*What you need to do*
Go through the data below and return each line where the string "patched" occurs.

——————————

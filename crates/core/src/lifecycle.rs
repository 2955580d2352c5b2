// Copyright (C) 2026 Fred Clausen
// Use of this source code is governed by an MIT-style
// license that can be found in the LICENSE file or at
// https://opensource.org/licenses/MIT.

//! Event lifecycle transitions.
//!
//! Transitions are pure: they take the current event value and return the
//! transitioned value without side effects. Persistence happens at the
//! store gateway after a transition succeeds, so a failed write never
//! leaves a half-applied event in memory.

use crate::error::CoreError;
use chrono::{DateTime, Utc};
use linha_domain::{Event, EventStatus, EventType, Supervisor, validate_new_event};

/// A merge-update applied to an existing event.
///
/// Absent fields leave the stored value untouched. The merged event is
/// re-validated with the same rules as creation.
#[derive(Debug, Clone, PartialEq, Eq, Default)]
pub struct EventPatch {
    /// Replacement title.
    pub title: Option<String>,
    /// Replacement description.
    pub description: Option<String>,
    /// Replacement event type.
    pub event_type: Option<EventType>,
    /// Replacement start instant.
    pub start_time: Option<DateTime<Utc>>,
    /// Replacement end instant.
    pub end_time: Option<DateTime<Utc>>,
    /// Replacement roster capacity.
    pub max_capacity: Option<u32>,
    /// Replacement supervisor assignment.
    pub supervisor: Option<Supervisor>,
}

impl EventPatch {
    /// Returns whether the patch changes nothing.
    #[must_use]
    pub const fn is_empty(&self) -> bool {
        self.title.is_none()
            && self.description.is_none()
            && self.event_type.is_none()
            && self.start_time.is_none()
            && self.end_time.is_none()
            && self.max_capacity.is_none()
            && self.supervisor.is_none()
    }
}

/// Publishes an event.
///
/// Sets the status to `Published` and stamps `published_at` with the
/// given instant. Republishing overwrites the previous stamp.
#[must_use]
pub fn publish(event: &Event, now: DateTime<Utc>) -> Event {
    let mut published: Event = event.clone();
    published.status = EventStatus::Published;
    published.published_at = Some(now);
    published
}

/// Unpublishes an event, returning it to draft.
///
/// `published_at` is deliberately retained: it records the most recent
/// publish, not whether the event is currently published.
#[must_use]
pub fn unpublish(event: &Event) -> Event {
    let mut drafted: Event = event.clone();
    drafted.status = EventStatus::Draft;
    drafted
}

/// Assigns a supervisor to an event.
#[must_use]
pub fn assign_supervisor(event: &Event, supervisor: Supervisor) -> Event {
    let mut assigned: Event = event.clone();
    assigned.supervisor = Some(supervisor);
    assigned
}

/// Applies a merge-update to an event and re-validates the result.
///
/// # Errors
///
/// Returns a `DomainViolation` if the merged event fails the creation
/// rules (empty title, non-positive duration).
pub fn apply_patch(event: &Event, patch: &EventPatch) -> Result<Event, CoreError> {
    let mut patched: Event = event.clone();

    if let Some(title) = &patch.title {
        patched.title = title.clone();
    }
    if let Some(description) = &patch.description {
        patched.description = description.clone();
    }
    if let Some(event_type) = patch.event_type {
        patched.event_type = event_type;
    }
    if let Some(start_time) = patch.start_time {
        patched.start_time = start_time;
    }
    if let Some(end_time) = patch.end_time {
        patched.end_time = end_time;
    }
    if let Some(max_capacity) = patch.max_capacity {
        patched.max_capacity = max_capacity;
    }
    if let Some(supervisor) = &patch.supervisor {
        patched.supervisor = Some(supervisor.clone());
    }

    validate_new_event(&patched)?;
    Ok(patched)
}
// Copyright (C) 2026 Fred Clausen
// Use of this source code is governed by an MIT-style
// license that can be found in the LICENSE file or at
// https://opensource.org/licenses/MIT.

//! Mutations on the `users` collection.
//!
//! User records mirror the identity provider and are written with
//! create-or-overwrite semantics (the provider is the source of truth).

use diesel::prelude::*;
use diesel::SqliteConnection;
use tracing::info;

use crate::data_models::UserRow;
use crate::diesel_schema::users;
use crate::error::StoreError;
use linha_domain::{User, validate_id_number};

/// Creates or overwrites a user document keyed by the provider uid.
///
/// # Errors
///
/// Returns an error if the id number is malformed or the write fails.
pub fn upsert_user(conn: &mut SqliteConnection, user: &User) -> Result<(), StoreError> {
    validate_id_number(&user.id_number)
        .map_err(|e| StoreError::SerializationError(e.to_string()))?;

    let row: UserRow = UserRow::from_user(user);

    diesel::replace_into(users::table)
        .values(&row)
        .execute(conn)?;

    info!(user_id = %user.user_id, role = %user.role, "User record written");
    Ok(())
}
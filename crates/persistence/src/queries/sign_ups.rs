// Copyright (C) 2026 Fred Clausen
// Use of this source code is governed by an MIT-style
// license that can be found in the LICENSE file or at
// https://opensource.org/licenses/MIT.

//! Queries on the `event_sign_ups` collection.

use diesel::prelude::*;
use diesel::SqliteConnection;

use crate::data_models::SignUpRow;
use crate::diesel_schema::event_sign_ups;
use crate::error::StoreError;
use linha_domain::{EventId, SignUp, UserId};

/// Counts the sign-ups for one event.
///
/// # Errors
///
/// Returns an error if the query fails.
pub fn count_for_event(
    conn: &mut SqliteConnection,
    event_id: &EventId,
) -> Result<usize, StoreError> {
    let count: i64 = event_sign_ups::table
        .filter(event_sign_ups::event_id.eq(event_id.value()))
        .count()
        .get_result(conn)?;

    usize::try_from(count)
        .map_err(|_| StoreError::QueryFailed(format!("Negative sign-up count: {count}")))
}

/// Returns whether a sign-up exists for an event/user pair.
///
/// # Errors
///
/// Returns an error if the query fails.
pub fn exists_for_pair(
    conn: &mut SqliteConnection,
    event_id: &EventId,
    user_id: &UserId,
) -> Result<bool, StoreError> {
    let count: i64 = event_sign_ups::table
        .filter(event_sign_ups::event_id.eq(event_id.value()))
        .filter(event_sign_ups::user_id.eq(user_id.value()))
        .count()
        .get_result(conn)?;

    Ok(count > 0)
}

/// Lists the sign-ups for one event, oldest first.
///
/// # Errors
///
/// Returns an error if the query fails or a document fails to parse.
pub fn for_event(
    conn: &mut SqliteConnection,
    event_id: &EventId,
) -> Result<Vec<SignUp>, StoreError> {
    let rows: Vec<SignUpRow> = event_sign_ups::table
        .filter(event_sign_ups::event_id.eq(event_id.value()))
        .order(event_sign_ups::signed_up_at.asc())
        .select(SignUpRow::as_select())
        .load(conn)?;

    rows.into_iter().map(SignUpRow::into_sign_up).collect()
}

/// Lists the sign-ups for one user, oldest first.
///
/// # Errors
///
/// Returns an error if the query fails or a document fails to parse.
pub fn for_user(conn: &mut SqliteConnection, user_id: &UserId) -> Result<Vec<SignUp>, StoreError> {
    let rows: Vec<SignUpRow> = event_sign_ups::table
        .filter(event_sign_ups::user_id.eq(user_id.value()))
        .order(event_sign_ups::signed_up_at.asc())
        .select(SignUpRow::as_select())
        .load(conn)?;

    rows.into_iter().map(SignUpRow::into_sign_up).collect()
}

/// Lists every sign-up across all events.
///
/// Used by roster dashboards that join against the event list in one
/// round trip instead of querying per event.
///
/// # Errors
///
/// Returns an error if the query fails or a document fails to parse.
pub fn list_all(conn: &mut SqliteConnection) -> Result<Vec<SignUp>, StoreError> {
    let rows: Vec<SignUpRow> = event_sign_ups::table
        .order(event_sign_ups::signed_up_at.asc())
        .select(SignUpRow::as_select())
        .load(conn)?;

    rows.into_iter().map(SignUpRow::into_sign_up).collect()
}
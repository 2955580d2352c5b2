// Copyright (C) 2026 Fred Clausen
// Use of this source code is governed by an MIT-style
// license that can be found in the LICENSE file or at
// https://opensource.org/licenses/MIT.

#![deny(
    clippy::pedantic,
    clippy::cargo,
    clippy::nursery,
    clippy::style,
    clippy::correctness,
    clippy::all,
    clippy::suspicious,
    clippy::complexity,
    clippy::perf,
    clippy::unwrap_used,
    clippy::expect_used
)]

mod error;
mod recurrence;
mod shift_window;
mod types;
mod validation;

#[cfg(test)]
mod tests;

pub use error::DomainError;
pub use recurrence::expand_recurrence;
pub use shift_window::{ShiftWindow, derive_shift_windows};
pub use types::{
    Event, EventId, EventStatus, EventType, RecurrencePattern, RestrictionRule, Role, ShiftPolicy,
    ShiftWindowSpec, SignUp, Supervisor, User, UserId,
};
pub use validation::{validate_event_times, validate_id_number, validate_new_event};
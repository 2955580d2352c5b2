// Copyright (C) 2026 Fred Clausen
// Use of this source code is governed by an MIT-style
// license that can be found in the LICENSE file or at
// https://opensource.org/licenses/MIT.

//! Actor identity and role-based authorization.
//!
//! Identity verification (credentials, tokens) is the identity
//! provider's job; this layer receives a `{uid, role}` claim pair and
//! trusts it as-is. What it does enforce is which claimed role may
//! perform which operation.

use crate::error::AuthError;
use linha_domain::{Role, UserId};

/// An acting principal with verified claims from the identity provider.
#[derive(Debug, Clone, PartialEq, Eq)]
pub struct AuthenticatedActor {
    /// The provider uid of the actor.
    pub uid: UserId,
    /// The role claim supplied by the provider.
    pub role: Role,
}

impl AuthenticatedActor {
    /// Creates a new authenticated actor.
    #[must_use]
    pub const fn new(uid: UserId, role: Role) -> Self {
        Self { uid, role }
    }
}

/// Builds an actor from identity-provider claims.
///
/// The claims are trusted as-is; only structural sanity is checked.
///
/// # Errors
///
/// Returns an error if the uid is empty.
pub fn actor_from_claims(uid: &str, role: Role) -> Result<AuthenticatedActor, AuthError> {
    if uid.is_empty() {
        return Err(AuthError::AuthenticationFailed {
            reason: String::from("Actor uid cannot be empty"),
        });
    }
    Ok(AuthenticatedActor::new(UserId::new(uid), role))
}

/// Authorization service for enforcing role-based access control.
pub struct AuthorizationService;

impl AuthorizationService {
    /// Checks that an actor may create or manage events.
    ///
    /// Coordinators and admins may manage events; volunteers and
    /// visitors may not.
    ///
    /// # Errors
    ///
    /// Returns an error naming the attempted action if the actor's role
    /// is insufficient.
    pub fn authorize_manage_events(
        actor: &AuthenticatedActor,
        action: &str,
    ) -> Result<(), AuthError> {
        if actor.role.can_manage_events() {
            Ok(())
        } else {
            Err(AuthError::Unauthorized {
                action: action.to_string(),
                required_role: String::from("Coordinator or Admin"),
            })
        }
    }

    /// Checks that an actor may manage user records.
    ///
    /// Only admins may write to the users collection.
    ///
    /// # Errors
    ///
    /// Returns an error if the actor is not an Admin.
    pub fn authorize_manage_users(
        actor: &AuthenticatedActor,
        action: &str,
    ) -> Result<(), AuthError> {
        if actor.role == Role::Admin {
            Ok(())
        } else {
            Err(AuthError::Unauthorized {
                action: action.to_string(),
                required_role: String::from("Admin"),
            })
        }
    }

    /// Checks that an actor may sign a user up for an event.
    ///
    /// Acting on your own behalf requires a role that can join rosters
    /// (visitors cannot). Acting on behalf of another user requires
    /// event-management authority.
    ///
    /// # Errors
    ///
    /// Returns an error if the actor's role is insufficient.
    pub fn authorize_sign_up(
        actor: &AuthenticatedActor,
        target: &UserId,
    ) -> Result<(), AuthError> {
        if actor.uid == *target {
            if actor.role.can_sign_up() {
                Ok(())
            } else {
                Err(AuthError::Unauthorized {
                    action: String::from("sign_up"),
                    required_role: String::from("Volunteer"),
                })
            }
        } else {
            Self::authorize_manage_events(actor, "sign_up_on_behalf")
        }
    }

    /// Checks that an actor may force a sign-up past the capacity bound.
    ///
    /// # Errors
    ///
    /// Returns an error if the actor cannot manage events.
    pub fn authorize_forced_sign_up(actor: &AuthenticatedActor) -> Result<(), AuthError> {
        Self::authorize_manage_events(actor, "forced_sign_up")
    }
}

——————————

*Response to this task*
    let mut patched: Event = event.clone();
        patched.title = title.clone();
        patched.description = description.clone();
        patched.event_type = event_type;
        patched.start_time = start_time;
        patched.end_time = end_time;
        patched.max_capacity = max_capacity;
        patched.supervisor = Some(supervisor.clone());
    validate_new_event(&patched)?;
    Ok(patched)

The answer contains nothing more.